George Gordon Moore

George Gordon Moore was born in Ontario, Canada in 1875.  By 1894 Moore was a law student in Port Huron, Michigan and by 1902 he was a practicing attorney in Port Huron and later in St. Clair, Michigan, married with one child. He was also known as a businessman, socialite, and sportsman, as well as an agent for the Whiting Manufacturing Company.  In 1908 the Great Smoky Mountain Land and Timber Company sold an expansive tract of land in the Snowbird area to the Whiting Company.  This heavily forested land tract was to be logged by Whiting, but the company agreed to lease to Moore 1600 acres to establish a European style shooting preserve for the entertainment of wealthy clients and friends. Moore selected for his location a remote section of the Snowbird near Hooper Bald in proximity of Haw Knob, Stratton Meadows, Laurel Top, and Swan Meadows.  English investors funded the project.

Soon thereafter a clubhouse was constructed of logs, 90 feet long and 40 feet wide, which contained 10 bedrooms, two baths, a kitchen, and dining room. The lobby was 45 x 20 feet. There was a lower house that served as the caretaker's home - a four-room cabin with a porch all the way around.  A local, Cotton McGuire, was hired as caretaker of the preserve.  Surrounding the lodge and caretaker’s home, huge enclosures for the animals were also constructed.  There was even a telephone line strung all the way up the mountain to the lodge from Marble, NC.

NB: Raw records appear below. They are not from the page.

//! Coarse client classification: browser, operating system, device form
//! factor and rendering engine, from a User-Agent string and optional
//! structured client hints.
//!
//! ```no_run
//! use ua_classifier::{Classifier, RuntimeSignals};
//!
//! let classifier = Classifier::new()?;
//! let result = classifier.classify_user_agent(
//!     "Mozilla/5.0 (iPhone; CPU iPhone OS 17_0 like Mac OS X) AppleWebKit/605.1.15 \
//!      (KHTML, like Gecko) Version/17.0 Mobile/15E148 Safari/604.1",
//! );
//! assert_eq!(result.browser.name, "Safari");
//!
//! let signals = RuntimeSignals::new("Mozilla/5.0 (Windows NT 10.0)").with_brave(true);
//! let _ = classifier.classify(None, &signals);
//! # Ok::<(), ua_classifier::Error>(())
//! ```

mod classifier;
mod client_hints;
mod db;
mod error;
mod headers;
mod literal;
mod parser;
mod parser_data;
mod types;
mod user_agent;

pub use classifier::Classifier;
pub use error::{Error, Result};
pub use types::*;
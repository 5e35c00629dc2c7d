#[derive(Debug, thiserror::Error)]
pub enum Error {
    #[error(transparent)]
    IO(#[from] std::io::Error),
    #[error(transparent)]
    YAML(#[from] serde_yaml::Error),
    #[error(transparent)]
    Regex(#[from] fancy_regex::Error),
    #[error(transparent)]
    AhoCorasick(#[from] aho_corasick::BuildError),
    #[error("unknown device type {0:?} in device rules")]
    UnknownDeviceType(String),
}

pub type Result<T> = std::result::Result<T, Error>;
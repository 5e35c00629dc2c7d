use std::collections::HashMap;
use std::path::Path;

use indexmap::IndexMap;
use serde::Deserialize;

use crate::error::Result;

pub(crate) const BROWSERS_FILE: &str = "browsers.yml";
pub(crate) const IOS_BROWSERS_FILE: &str = "ios_browsers.yml";
pub(crate) const OSS_FILE: &str = "oss.yml";
pub(crate) const ENGINES_FILE: &str = "engines.yml";
pub(crate) const DEVICES_FILE: &str = "devices.yml";
pub(crate) const BRANDS_FILE: &str = "brands.yml";
pub(crate) const PLATFORMS_FILE: &str = "platforms.yml";

/// Rule files compiled into the crate.
const BUILTIN_RULES: &[(&str, &str)] = &[
    (BROWSERS_FILE, include_str!("../rules/browsers.yml")),
    (IOS_BROWSERS_FILE, include_str!("../rules/ios_browsers.yml")),
    (OSS_FILE, include_str!("../rules/oss.yml")),
    (ENGINES_FILE, include_str!("../rules/engines.yml")),
    (DEVICES_FILE, include_str!("../rules/devices.yml")),
    (BRANDS_FILE, include_str!("../rules/brands.yml")),
    (PLATFORMS_FILE, include_str!("../rules/platforms.yml")),
];

// ---------------------------------------------------------------------------
// Conditions shared by OS, engine and device rules
// ---------------------------------------------------------------------------

#[derive(Debug, Default, Deserialize)]
pub(crate) struct ConditionsEntry {
    /// Second pattern that must also match.
    #[serde(default)]
    pub require: Option<String>,
    /// Pattern that must not match.
    #[serde(default)]
    pub exclude: Option<String>,
    /// Whether the UA must (true) or must not (false) name an iPhone/iPad/iPod.
    #[serde(default)]
    pub apple_device: Option<bool>,
    /// Declared platform label that, together with touch support, matches.
    #[serde(default)]
    pub touch_platform: Option<String>,
}

// ---------------------------------------------------------------------------
// Browsers  (rules/browsers.yml, rules/ios_browsers.yml)
// ---------------------------------------------------------------------------

#[derive(Debug, Deserialize)]
pub(crate) struct BrowserEntry {
    pub regex: String,
    pub name: String,
}

// ---------------------------------------------------------------------------
// Operating Systems  (rules/oss.yml)
// ---------------------------------------------------------------------------

#[derive(Debug, Deserialize)]
pub(crate) struct OsEntry {
    /// Missing regex: the rule is decided by its conditions alone.
    #[serde(default)]
    pub regex: Option<String>,
    pub name: String,
    #[serde(default)]
    pub version: Option<OsVersionEntry>,
    #[serde(flatten)]
    pub conditions: ConditionsEntry,
}

#[derive(Debug, Deserialize)]
pub(crate) struct OsVersionEntry {
    pub regex: String,
    /// Separator replaced by `.` in the captured version (`17_0` → `17.0`).
    #[serde(default)]
    pub separator: Option<String>,
    /// Raw version token → display version (`10.0` → `10/11`).
    #[serde(default)]
    pub aliases: IndexMap<String, String>,
}

// ---------------------------------------------------------------------------
// Engines  (rules/engines.yml)
// ---------------------------------------------------------------------------

#[derive(Debug, Deserialize)]
pub(crate) struct EngineEntry {
    pub regex: String,
    pub name: String,
    #[serde(flatten)]
    pub conditions: ConditionsEntry,
}

// ---------------------------------------------------------------------------
// Device types  (rules/devices.yml)
// ---------------------------------------------------------------------------

#[derive(Debug, Deserialize)]
pub(crate) struct DeviceEntry {
    #[serde(default)]
    pub regex: Option<String>,
    pub device: String,
    #[serde(flatten)]
    pub conditions: ConditionsEntry,
}

// ---------------------------------------------------------------------------
// Client hints  (rules/brands.yml, rules/platforms.yml)
// ---------------------------------------------------------------------------

#[derive(Debug, Deserialize)]
pub(crate) struct BrandsEntry {
    /// Brand labels preferred over everything else, in order.
    pub preferred: Vec<String>,
    /// Matches the deliberately meaningless "Not A;Brand" entries.
    pub placeholder: String,
    /// Brand label → canonical browser name, first match wins.
    pub names: Vec<BrowserEntry>,
    /// Canonical browser name → engine.
    #[serde(default)]
    pub engines: HashMap<String, String>,
    pub default_engine: String,
    /// OS names that imply a handheld device.
    pub mobile_os: String,
}

/// Lowercase platform label → canonical OS name.
pub(crate) type PlatformMap = HashMap<String, String>;

// ---------------------------------------------------------------------------
// Loading
// ---------------------------------------------------------------------------

/// All rule files, deserialized but not yet compiled.
pub(crate) struct RuleFiles {
    pub browsers: Vec<BrowserEntry>,
    pub ios_browsers: Vec<BrowserEntry>,
    pub oss: Vec<OsEntry>,
    pub engines: Vec<EngineEntry>,
    pub devices: Vec<DeviceEntry>,
    pub brands: BrandsEntry,
    pub platforms: PlatformMap,
}

impl RuleFiles {
    pub fn builtin() -> Result<Self> {
        Self::load(|file| {
            BUILTIN_RULES
                .iter()
                .find(|(name, _)| *name == file)
                .map(|(_, content)| content.to_string())
                .ok_or_else(|| {
                    std::io::Error::new(std::io::ErrorKind::NotFound, file.to_string()).into()
                })
        })
    }

    pub fn from_dir(dir: &Path) -> Result<Self> {
        tracing::debug!(dir = %dir.display(), "loading rule files");
        Self::load(|file| Ok(std::fs::read_to_string(dir.join(file))?))
    }

    fn load(read: impl Fn(&str) -> Result<String>) -> Result<Self> {
        Ok(Self {
            browsers: parse_yaml(&read(BROWSERS_FILE)?)?,
            ios_browsers: parse_yaml(&read(IOS_BROWSERS_FILE)?)?,
            oss: parse_yaml(&read(OSS_FILE)?)?,
            engines: parse_yaml(&read(ENGINES_FILE)?)?,
            devices: parse_yaml(&read(DEVICES_FILE)?)?,
            brands: parse_yaml(&read(BRANDS_FILE)?)?,
            platforms: parse_yaml(&read(PLATFORMS_FILE)?)?,
        })
    }
}

fn parse_yaml<T: serde::de::DeserializeOwned>(content: &str) -> Result<T> {
    Ok(serde_yaml::from_str(content)?)
}
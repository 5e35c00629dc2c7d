use std::fmt;

use serde::{Deserialize, Serialize};

/// Coarse form factor of the client. Exactly one is always reported;
/// `Desktop` is the fallback when nothing else matches.
#[derive(Debug, Clone, Copy, PartialEq, Eq, Hash, Default, Serialize, Deserialize)]
#[serde(rename_all = "lowercase")]
pub enum DeviceType {
    Mobile,
    Tablet,
    #[default]
    Desktop,
}

impl DeviceType {
    pub fn from_str(s: &str) -> Option<Self> {
        match s.to_lowercase().as_str() {
            "mobile" => Some(Self::Mobile),
            "tablet" => Some(Self::Tablet),
            "desktop" => Some(Self::Desktop),
            _ => None,
        }
    }

    pub fn as_str(&self) -> &'static str {
        match self {
            Self::Mobile => "mobile",
            Self::Tablet => "tablet",
            Self::Desktop => "desktop",
        }
    }
}

impl fmt::Display for DeviceType {
    fn fmt(&self, f: &mut fmt::Formatter<'_>) -> fmt::Result {
        f.write_str(self.as_str())
    }
}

In 1912 the various game animals started to arrive at Hooper Bald, including eight buffalo, fourteen young wild boar, fourteen elk, six Colorado mule deer, and thirty-four bears including nine huge Russian brown bears. Two hundred wild turkeys and ten thousand eggs of the English ring-necked pheasant were brought in. Additional turkeys were purchased by Moore and scattered about the mountain in an effort to get them started. Finally all constituents of a modern sportsman's ark were present on the Bald.

However, the location proved to be too remote for the genteel Englishmen or anyone else and Moore himself soon became disenchanted with the Hooper Bald project. The venture was ill fated and by the mid 1920's only Cotton McGuire, keeper of the preserve, remained on the mountain. Following the final departure of Moore, McGuire was given the lease for the lodge and caretaker’s house.

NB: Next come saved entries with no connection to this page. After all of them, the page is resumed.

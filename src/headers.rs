//! Minimal structured-field parsing for the `Sec-CH-UA*` request headers.

use std::iter::Peekable;
use std::str::Chars;

use crate::types::ClientHintsBrand;

/// Parse a `Sec-CH-UA` brand list such as
/// `"Chromium";v="140", "Not=A?Brand";v="24"`.
///
/// Returns `None` if the header does not follow the list syntax.
pub(crate) fn parse_brand_list(header: &str) -> Option<Vec<ClientHintsBrand>> {
    let mut chars = header.trim().chars().peekable();
    let mut brands = Vec::new();
    if chars.peek().is_none() {
        return Some(brands);
    }

    loop {
        skip_whitespace(&mut chars);
        let brand = parse_string(&mut chars)?;
        let mut version = String::new();

        while chars.peek() == Some(&';') {
            chars.next();
            skip_whitespace(&mut chars);
            let key = parse_token(&mut chars)?;
            let value = if chars.peek() == Some(&'=') {
                chars.next();
                parse_bare_item(&mut chars)?
            } else {
                String::new()
            };
            if key == "v" {
                version = value;
            }
        }

        brands.push(ClientHintsBrand { brand, version });

        skip_whitespace(&mut chars);
        match chars.next() {
            None => return Some(brands),
            Some(',') => continue,
            Some(_) => return None,
        }
    }
}

/// `?1` is true, anything else (including `?0`) is false.
pub(crate) fn parse_boolean(value: &str) -> bool {
    value.trim() == "?1"
}

pub(crate) fn unquote(value: &str) -> String {
    let value = value.trim();
    value
        .strip_prefix('"')
        .and_then(|v| v.strip_suffix('"'))
        .unwrap_or(value)
        .to_string()
}

fn skip_whitespace(chars: &mut Peekable<Chars<'_>>) {
    while chars.peek().is_some_and(|c| *c == ' ' || *c == '\t') {
        chars.next();
    }
}

fn parse_string(chars: &mut Peekable<Chars<'_>>) -> Option<String> {
    if chars.next()? != '"' {
        return None;
    }
    let mut out = String::new();
    loop {
        match chars.next()? {
            '\\' => match chars.next()? {
                c @ ('"' | '\\') => out.push(c),
                _ => return None,
            },
            '"' => return Some(out),
            c => out.push(c),
        }
    }
}

fn parse_token(chars: &mut Peekable<Chars<'_>>) -> Option<String> {
    let mut out = String::new();
    while let Some(&c) = chars.peek() {
        if c.is_ascii_alphanumeric() || "!#$%&'*+-.^_`|~:/".contains(c) {
            out.push(c);
            chars.next();
        } else {
            break;
        }
    }
    (!out.is_empty()).then_some(out)
}

fn parse_bare_item(chars: &mut Peekable<Chars<'_>>) -> Option<String> {
    if chars.peek() == Some(&'"') {
        parse_string(chars)
    } else {
        parse_token(chars)
    }
}

#[cfg(test)]
mod tests {
    use super::*;

    #[test]
    fn chrome_brand_list() {
        let brands = parse_brand_list(
            r#""Google Chrome";v="129", "Not=A?Brand";v="8", "Chromium";v="129""#,
        )
        .unwrap();
        assert_eq!(
            brands,
            vec![
                ClientHintsBrand::new("Google Chrome", "129"),
                ClientHintsBrand::new("Not=A?Brand", "8"),
                ClientHintsBrand::new("Chromium", "129"),
            ]
        );
    }

    #[test]
    fn comma_and_escape_inside_quotes() {
        let brands = parse_brand_list(r#""Not,A/Brand";v="99", "Odd \"Quoted\"";v="1""#).unwrap();
        assert_eq!(brands[0].brand, "Not,A/Brand");
        assert_eq!(brands[1].brand, r#"Odd "Quoted""#);
    }

    #[test]
    fn missing_version_param() {
        let brands = parse_brand_list(r#""Chromium""#).unwrap();
        assert_eq!(brands, vec![ClientHintsBrand::new("Chromium", "")]);
    }

    #[test]
    fn malformed_lists() {
        for header in [r#"Chromium;v="1""#, r#""Chromium";v="1","#, r#""Chromium" x"#, r#""open"#] {
            assert!(parse_brand_list(header).is_none(), "{header}");
        }
    }

    #[test]
    fn empty_list() {
        assert_eq!(parse_brand_list("  "), Some(vec![]));
    }

    #[test]
    fn booleans_and_quotes() {
        assert!(parse_boolean("?1"));
        assert!(!parse_boolean("?0"));
        assert!(!parse_boolean(""));
        assert_eq!(unquote(r#""Windows""#), "Windows");
        assert_eq!(unquote("Linux"), "Linux");
    }
}
//! Real platform implementation using the monotonic clock of the standard library.

use std::sync::LazyLock;
use std::time::Instant;

use crate::pal::abstractions::Platform;

/// The origin of all timestamps produced by the real platform.
///
/// This is fixed on first use, so timestamps from all stopwatches and markers in the
/// process share the same origin and can be compared with each other.
static ORIGIN: LazyLock<Instant> = LazyLock::new(Instant::now);

/// Real implementation of the platform abstraction using [`std::time::Instant`].
#[derive(Clone, Copy, Debug)]
pub(crate) struct RealPlatform;

impl Platform for RealPlatform {
    fn now(&self) -> f64 {
        ORIGIN.elapsed().as_secs_f64()
    }
}
//! Opaque points in time that measurements can be taken against.

use std::borrow::Cow;
use std::fmt;

use crate::pal::{Platform, PlatformFacade};

/// The label of a marker created without an explicit label.
pub const DEFAULT_MARKER_LABEL: &str = "Unnamed";

/// An immutable timestamp captured from a clock source, with a human-readable label.
///
/// Markers are created by [`mark()`] and [`mark_named()`] (from the process-wide monotonic
/// clock) or by [`Stopwatch::mark()`][crate::Stopwatch::mark] (from the clock source of that
/// stopwatch). Only markers captured from the same clock source are meaningful to compare.
///
/// The label is used as the default label when a measurement against the marker is emitted.
///
/// # Examples
///
/// ```
/// use simple_clock::{Since, mark_named};
///
/// let marker = mark_named("parsing");
/// // Parse something...
/// let elapsed = Since::new().elapsed(&marker);
/// assert!(elapsed >= 0.0);
/// ```
#[derive(Clone, Debug, PartialEq)]
pub struct TimeMarker {
    value: f64,
    label: Cow<'static, str>,
}

impl TimeMarker {
    /// Creates a marker from a raw timestamp (in seconds) and a label.
    #[must_use]
    pub fn new(value: f64, label: impl Into<Cow<'static, str>>) -> Self {
        Self {
            value,
            label: label.into(),
        }
    }

    pub(crate) fn capture(platform: &PlatformFacade, label: Cow<'static, str>) -> Self {
        Self {
            value: platform.now(),
            label,
        }
    }

    /// The raw timestamp, in seconds since an arbitrary origin of the clock source.
    #[must_use]
    pub fn value(&self) -> f64 {
        self.value
    }

    /// The label given to the marker when it was created.
    #[must_use]
    pub fn label(&self) -> &str {
        &self.label
    }
}

impl fmt::Display for TimeMarker {
    fn fmt(&self, f: &mut fmt::Formatter<'_>) -> fmt::Result {
        write!(f, "{}", self.value)
    }
}

/// Captures the current moment from the process-wide monotonic clock.
///
/// The marker is labeled [`DEFAULT_MARKER_LABEL`].
#[must_use]
pub fn mark() -> TimeMarker {
    TimeMarker::capture(&PlatformFacade::real(), Cow::Borrowed(DEFAULT_MARKER_LABEL))
}

/// Captures the current moment from the process-wide monotonic clock, with a label.
#[must_use]
pub fn mark_named(label: impl Into<Cow<'static, str>>) -> TimeMarker {
    TimeMarker::capture(&PlatformFacade::real(), label.into())
}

After abandoning his Hooper Bald project, Moore, now divorced from his first wife, moved to New York City and established himself as a brilliant lawyer turned businessman who actually counseled President Woodrow Wilson, through aides, on how best to deploy American forces in Europe.  He built a fortune with investments while maintaining the life of a high-living bachelor; playing polo and hosting lavish parties. It is during this time Moore made the acquaintance of author F. Scott Fitzgerald.  In April of 1925 Fitzgerald’s novel The Great Gatsby was published.  The story is set on Long Island's North Shore and in New York City during the summer of 1922, and there was much speculation that George Gordon Moore was the inspiration for Fitzgerald’s Gatsby character.

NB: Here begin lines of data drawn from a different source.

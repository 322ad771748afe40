//! Severity-leveled destinations for emitted measurements.

use std::fmt::{self, Debug, Display};

/// Severity level at which a measurement is emitted to a [`LogSink`].
#[derive(Clone, Copy, Debug, Eq, Hash, PartialEq)]
#[non_exhaustive]
pub enum Level {
    /// Diagnostic detail.
    Debug,

    /// Normal operational information.
    Info,

    /// Something unexpected that does not prevent progress.
    Warning,

    /// A failure.
    Error,
}

impl Level {
    /// Sends `message` to the method of `sink` that matches this level.
    pub fn emit(self, sink: &dyn LogSink, message: &str) {
        match self {
            Self::Debug => sink.debug(message),
            Self::Info => sink.info(message),
            Self::Warning => sink.warning(message),
            Self::Error => sink.error(message),
        }
    }
}

impl Display for Level {
    fn fmt(&self, f: &mut fmt::Formatter<'_>) -> fmt::Result {
        f.write_str(match self {
            Self::Debug => "debug",
            Self::Info => "info",
            Self::Warning => "warning",
            Self::Error => "error",
        })
    }
}

/// A logging destination that accepts messages at four severity levels.
///
/// Stopwatches and [`Since`][crate::Since] measurers forward rendered measurements to a sink
/// when one of the leveled emission methods (`debug`, `info`, `warning`, `error`) is used.
/// Use [`TracingSink`] to forward measurements to `tracing`, or implement this trait to
/// route them anywhere else.
///
/// # Examples
///
/// ```
/// use std::sync::Mutex;
///
/// use simple_clock::LogSink;
///
/// #[derive(Debug, Default)]
/// struct Collect(Mutex<Vec<String>>);
///
/// impl LogSink for Collect {
///     fn debug(&self, message: &str) {
///         self.0.lock().unwrap().push(format!("DEBUG {message}"));
///     }
///     fn info(&self, message: &str) {
///         self.0.lock().unwrap().push(format!("INFO {message}"));
///     }
///     fn warning(&self, message: &str) {
///         self.0.lock().unwrap().push(format!("WARN {message}"));
///     }
///     fn error(&self, message: &str) {
///         self.0.lock().unwrap().push(format!("ERROR {message}"));
///     }
/// }
/// ```
#[cfg_attr(test, mockall::automock)]
pub trait LogSink: Debug + Send + Sync {
    /// Records a message at debug level.
    fn debug(&self, message: &str);

    /// Records a message at info level.
    fn info(&self, message: &str);

    /// Records a message at warning level.
    fn warning(&self, message: &str);

    /// Records a message at error level.
    fn error(&self, message: &str);
}

/// A [`LogSink`] that forwards measurements to the `tracing` macros of the same level.
///
/// Events are recorded with the `simple_clock` target, so they can be filtered separately
/// from the events of the calling code.
#[derive(Clone, Copy, Debug, Default)]
pub struct TracingSink;

impl LogSink for TracingSink {
    fn debug(&self, message: &str) {
        tracing::debug!(target: "simple_clock", "{message}");
    }

    fn info(&self, message: &str) {
        tracing::info!(target: "simple_clock", "{message}");
    }

    fn warning(&self, message: &str) {
        tracing::warn!(target: "simple_clock", "{message}");
    }

    fn error(&self, message: &str) {
        tracing::error!(target: "simple_clock", "{message}");
    }
}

Remarried with two additional children, and even though his first venture had failed, Moore apparently still had a yearning to establish a successful sportsman’s hunting preserve.  A millionaire in his own right by the mid-1920’s, Moore bought the 22,000-acre Rancho San Carlos while in Monterey, California looking for a place to ride and hunt in his usual grand style. Moore built miles of private roads into the mountains and erected a 37-room mansion. The main room was 75 feet long, overlooking a sweeping polo field. Paddocks for 80 ponies were provided, and famous polo teams came from all over the country.  Moore even contacted his old friend Cotton McGuire and requested he capture several wild boars from around Hooper Bald and ship them to his ranch in California. In 1926 Moore received nine sows and three boars from McGuire, and introduced Russian boar hunting to his guests in California.

At his new California ranch, Moore entertained his guests and business associates in a style far beyond what he may have once dreamed of at Hooper Bald. No expense was spared for lavish entertainment including extravagant parties that would include Hollywood starlets and in spite of prohibition, alcohol. The roaring twenties were alive and well at Rancho San Carlos.

In 1929, however, the stock market crash wiped away Moore's fortune. By 1939, hard-pressed to satisfy his creditors, Moore was forced to sell the California ranch.  Little is known about his life afterward. In May 1971 George Gordon Moore died in Los Angeles, California at age 94.

Today Moore’s Rancho San Carlos is the Santa Lucia Preserve.  The 37-room Spanish Colonial Hacienda is now a private inn for preserve members, families, and guests. The polo stable, beautifully restored, borders a modern swimming pool complex. The hay barn is now a gathering place with a dance floor and antique bar. 

Just as in Graham County, Moore’s wild boar escaped his Rancho San Carlos and still roam the state of California.